Les solutions posées en cette matière ont été étendues à toutes les concessions domaniales (Par exemple, dans un récent arrêt, le Conseil d’État a considéré l’obligation de mise en concurrence comme applicable à la concession d’un parc de stationnement public : Cons. St., sect. V, 31 mai 2011, n° 3250).
En espèce, il était question de la transmission par voie d’héritage d’une concession relative à un chantier naval. Les héritiers de Monsieur Barsanti prétendaient devenir automatiquement titulaires de la concession, alors que la société Elleyacht avait présenté une demande pour obtenir un titre d’occupation de la même dépendance du domaine public. Par conséquent, la commune de Viareggio avait publié un avis pour mettre en concurrence les deux offres, ce qui a été contesté par les héritiers Barsanti.
Deux dispositions du code de la navigation étaient applicables dans cette affaire. D’une part, l’article 37, qui pose le principe selon lequel, « dans l’hypothèse de plusieurs demandes de concessions, l’autorité compétente choisit le demandeur qui présente les meilleurs garanties de bonne utilisation de la dépendance du domaine public et s’engage à la destiner à une activité qui, selon l’administration, répond au mieux à l’intérêt général ». Le choix du concessionnaire doit être fait à travers un appel d’offres restreint (« licitazione privata »). D’autre part, les héritiers invoquaient l’article 46 du même code, qui contient les règles relatives à la transmission d’une concession. En particulier, en cas de décès du concessionnaire, les héritiers peuvent lui succéder dans la concession, mais doivent manifester leur intérêt à l’administration dans un délai de six mois, à peine de déchéance. Si, pour des raisons relatives à l’aptitude technique ou financière des héritiers, l’administration ne considère pas la transmission comme conforme à l’intérêt du domaine, la concession ne peut pas être leur être attribuée. Le juge exerce sur cette décision un contrôle limité à l’erreur manifeste d’appréciation et aucune indemnisation n’est prévue, sauf pour la valeur non amortie des ouvrages.
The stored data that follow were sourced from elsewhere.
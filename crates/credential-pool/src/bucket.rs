//! Token bucket with lazy refill
//!
//! Capacity equals the configured per-minute limit; the refill rate is
//! limit/60 per second, computed lazily from elapsed wall time whenever the
//! bucket is touched. The balance may go negative through `force_consume`
//! (reconciling an under-estimated reservation): the current request is not
//! blocked, but the debt must refill before the next admission.
//!
//! Limits of zero or below are normalized to unlimited, matching provider
//! responses that report "no limit" as 0 or -1.

use std::sync::Mutex;
use std::time::{Duration, Instant};

use tokio_util::sync::CancellationToken;

use crate::error::{Error, Result};

/// Poll interval for blocking waits. Short enough that cancellation and
/// limit changes are observed well inside the 50 ms responsiveness bound.
const WAIT_SLICE: Duration = Duration::from_millis(20);

#[derive(Debug)]
struct BucketState {
    /// None means unlimited: every admission succeeds.
    rate_per_sec: Option<f64>,
    capacity: f64,
    tokens: f64,
    last_refill: Instant,
}

impl BucketState {
    fn refill(&mut self, now: Instant) {
        let Some(rate) = self.rate_per_sec else {
            return;
        };
        let elapsed = now.duration_since(self.last_refill).as_secs_f64();
        if elapsed > 0.0 {
            self.tokens = (self.tokens + elapsed * rate).min(self.capacity);
            self.last_refill = now;
        }
    }
}

/// A single token bucket guarding one rate dimension of one credential.
#[derive(Debug)]
pub struct TokenBucket {
    state: Mutex<BucketState>,
}

impl TokenBucket {
    /// Create a bucket for a per-minute limit. Limits ≤ 0 are unlimited.
    pub fn per_minute(limit: i64) -> Self {
        let state = if limit <= 0 {
            BucketState {
                rate_per_sec: None,
                capacity: f64::INFINITY,
                tokens: f64::INFINITY,
                last_refill: Instant::now(),
            }
        } else {
            let capacity = limit as f64;
            BucketState {
                rate_per_sec: Some(capacity / 60.0),
                capacity,
                tokens: capacity,
                last_refill: Instant::now(),
            }
        };
        Self {
            state: Mutex::new(state),
        }
    }

    /// Whether the bucket is unlimited.
    pub fn is_unlimited(&self) -> bool {
        self.state.lock().unwrap().rate_per_sec.is_none()
    }

    /// Current balance after lazy refill. May be negative while a
    /// reconciliation debt is outstanding.
    pub fn available(&self) -> f64 {
        let mut state = self.state.lock().unwrap();
        state.refill(Instant::now());
        state.tokens
    }

    /// Fraction of capacity currently available, in `0.0..=1.0`. Unlimited
    /// buckets report 1.0.
    pub fn remaining_fraction(&self) -> f64 {
        let mut state = self.state.lock().unwrap();
        if state.rate_per_sec.is_none() {
            return 1.0;
        }
        state.refill(Instant::now());
        (state.tokens / state.capacity).clamp(0.0, 1.0)
    }

    /// Non-blocking check without consuming.
    pub fn can_admit(&self, n: u64) -> bool {
        let mut state = self.state.lock().unwrap();
        if state.rate_per_sec.is_none() {
            return true;
        }
        state.refill(Instant::now());
        state.tokens >= n as f64
    }

    /// Consume `n` tokens if the balance allows it, without blocking.
    pub fn try_consume(&self, n: u64) -> Result<()> {
        let mut state = self.state.lock().unwrap();
        if state.rate_per_sec.is_none() {
            return Ok(());
        }
        state.refill(Instant::now());
        let n = n as f64;
        if state.tokens >= n {
            state.tokens -= n;
            Ok(())
        } else {
            Err(Error::RateLimitExceeded(format!(
                "need {n} tokens, {:.1} available",
                state.tokens
            )))
        }
    }

    /// Consume `n` tokens, waiting for refill if necessary.
    ///
    /// Returns `Error::Cancelled` promptly when the token fires, and
    /// `Error::RateLimitExceeded` when `n` exceeds the bucket capacity and
    /// could therefore never be satisfied.
    pub async fn consume(&self, n: u64, cancel: &CancellationToken) -> Result<()> {
        loop {
            {
                let mut state = self.state.lock().unwrap();
                if state.rate_per_sec.is_none() {
                    return Ok(());
                }
                state.refill(Instant::now());
                let need = n as f64;
                if need > state.capacity {
                    return Err(Error::RateLimitExceeded(format!(
                        "requested {n} tokens exceeds bucket capacity {:.0}",
                        state.capacity
                    )));
                }
                if state.tokens >= need {
                    state.tokens -= need;
                    return Ok(());
                }
            }
            tokio::select! {
                _ = cancel.cancelled() => return Err(Error::Cancelled),
                _ = tokio::time::sleep(WAIT_SLICE) => {}
            }
        }
    }

    /// Return `n` tokens, clamped to capacity. Used when a reservation
    /// exceeded the actual usage.
    pub fn refund(&self, n: u64) {
        let mut state = self.state.lock().unwrap();
        if state.rate_per_sec.is_none() {
            return;
        }
        state.tokens = (state.tokens + n as f64).min(state.capacity);
    }

    /// Consume `n` tokens unconditionally, allowing the balance to go
    /// negative. Used when actual usage exceeded the reservation: the
    /// overage is charged as debt against future admissions.
    pub fn force_consume(&self, n: u64) {
        let mut state = self.state.lock().unwrap();
        if state.rate_per_sec.is_none() {
            return;
        }
        state.refill(Instant::now());
        state.tokens -= n as f64;
    }

    /// Replace the limit, rebuilding rate and capacity atomically. The
    /// current balance is carried over, clamped into the new capacity, so a
    /// shrinking limit takes effect immediately and a growing one does not
    /// grant a free burst.
    pub fn set_limit(&self, per_minute: i64) {
        let mut state = self.state.lock().unwrap();
        let now = Instant::now();
        state.refill(now);
        if per_minute <= 0 {
            state.rate_per_sec = None;
            state.capacity = f64::INFINITY;
            state.tokens = f64::INFINITY;
        } else {
            let capacity = per_minute as f64;
            let carried = if state.tokens.is_finite() {
                state.tokens.min(capacity)
            } else {
                capacity
            };
            state.rate_per_sec = Some(capacity / 60.0);
            state.capacity = capacity;
            state.tokens = carried;
        }
        state.last_refill = now;
    }
}

#[cfg(test)]
mod tests {
    use super::*;

    #[test]
    fn full_bucket_admits_up_to_capacity() {
        let bucket = TokenBucket::per_minute(10);
        for _ in 0..10 {
            bucket.try_consume(1).unwrap();
        }
        assert!(bucket.try_consume(1).is_err());
    }

    #[test]
    fn zero_limit_is_unlimited() {
        let bucket = TokenBucket::per_minute(0);
        assert!(bucket.is_unlimited());
        for _ in 0..1000 {
            bucket.try_consume(100).unwrap();
        }
    }

    #[test]
    fn negative_limit_is_unlimited() {
        let bucket = TokenBucket::per_minute(-5);
        assert!(bucket.is_unlimited());
        bucket.try_consume(u64::MAX / 2).unwrap();
    }

    #[test]
    fn refund_restores_balance() {
        let bucket = TokenBucket::per_minute(100);
        bucket.try_consume(60).unwrap();
        bucket.refund(30);
        assert!(bucket.available() >= 69.0);
    }

    #[test]
    fn refund_clamps_to_capacity() {
        let bucket = TokenBucket::per_minute(100);
        bucket.refund(500);
        assert!(bucket.available() <= 100.0);
    }

    #[test]
    fn force_consume_goes_negative() {
        let bucket = TokenBucket::per_minute(10);
        bucket.try_consume(10).unwrap();
        bucket.force_consume(5);
        assert!(bucket.available() < 0.0);
        assert!(bucket.try_consume(1).is_err());
    }

    #[test]
    fn set_limit_shrinks_balance() {
        let bucket = TokenBucket::per_minute(1000);
        bucket.set_limit(10);
        assert!(bucket.available() <= 10.0);
        bucket.try_consume(10).unwrap();
        assert!(bucket.try_consume(1).is_err());
    }

    #[test]
    fn set_limit_to_unlimited() {
        let bucket = TokenBucket::per_minute(1);
        bucket.try_consume(1).unwrap();
        bucket.set_limit(0);
        bucket.try_consume(10_000).unwrap();
    }

    #[tokio::test]
    async fn consume_waits_for_refill() {
        let bucket = TokenBucket::per_minute(6000); // 100 tokens/sec
        bucket.try_consume(6000).unwrap();
        let cancel = CancellationToken::new();

        let start = Instant::now();
        bucket.consume(5, &cancel).await.unwrap();
        // Five tokens refill in ~50ms of wall time.
        assert!(start.elapsed() >= Duration::from_millis(30));
    }

    #[tokio::test]
    async fn consume_cancelled_promptly() {
        let bucket = TokenBucket::per_minute(1);
        bucket.try_consume(1).unwrap();
        let cancel = CancellationToken::new();
        let cancel_clone = cancel.clone();
        tokio::spawn(async move {
            tokio::time::sleep(Duration::from_millis(10)).await;
            cancel_clone.cancel();
        });

        let start = Instant::now();
        let err = bucket.consume(1, &cancel).await.unwrap_err();
        assert!(matches!(err, Error::Cancelled));
        assert!(start.elapsed() < Duration::from_millis(50));
    }

    #[tokio::test]
    async fn consume_rejects_impossible_request() {
        let bucket = TokenBucket::per_minute(10);
        let cancel = CancellationToken::new();
        let err = bucket.consume(100, &cancel).await.unwrap_err();
        assert!(matches!(err, Error::RateLimitExceeded(_)));
    }

    #[test]
    fn refill_is_gradual() {
        let bucket = TokenBucket::per_minute(6000); // 100 tokens/sec
        bucket.try_consume(6000).unwrap();
        std::thread::sleep(Duration::from_millis(50));
        let available = bucket.available();
        // ~5 tokens after 50ms, certainly not a full refill.
        assert!(available > 0.0, "expected partial refill, got {available}");
        assert!(available < 100.0, "refill too fast: {available}");
    }
}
Dans cet arrêt, le Conseil d’État, d’une part, apporte une précision sur l’application de la règle relative à la transmission de la concession aux héritiers et, d’autre part, limite les possibilités d’invoquer une éventuelle méconnaissance des règles de publicité et de contester les critères choisis par l’administration pour l’attribution de la concession.
Le Conseil d’État interprète d’abord les dispositions du code de la navigation relatives à la transmission aux héritiers dans le sens le plus favorable à la bonne utilisation du domaine et au respect des règles concurrentielles. En effet, le Conseil d’État rappelle que la transmission par voie d’héritage de la concession n’est pas automatique, mais qu’elle est subordonnée à un contrôle de la part de l’administration. Ce contrôle ne peut s’exercer que sur les caractéristiques propres des héritiers, pour s’assurer qu’ils soient aptes à gérer la dépendance domaniale. En revanche, il ne saurait être admis, comme le prétendaient les héritiers, que soit déléguée à un tiers l’exploitation de la dépendance domaniale, dans l’hypothèse où les héritiers ne posséderaient pas les caractéristiques techniques et financières exigées par la loi. Cela reviendrait à violer les principes concurrentiels, car l’exploitant du domaine serait choisi sans aucune mise en concurrence. Le Conseil d’État a donc jugé que la délégation de la gestion de la dépendance domaniale à un tiers, qui devrait remplir les conditions prévues par le texte à la place des héritiers, « constituerait une rente au profit des titulaires potentiels de la concession, en absence d’une capacité et d’une volonté réelle d’exercer ce droit d’exploitation ».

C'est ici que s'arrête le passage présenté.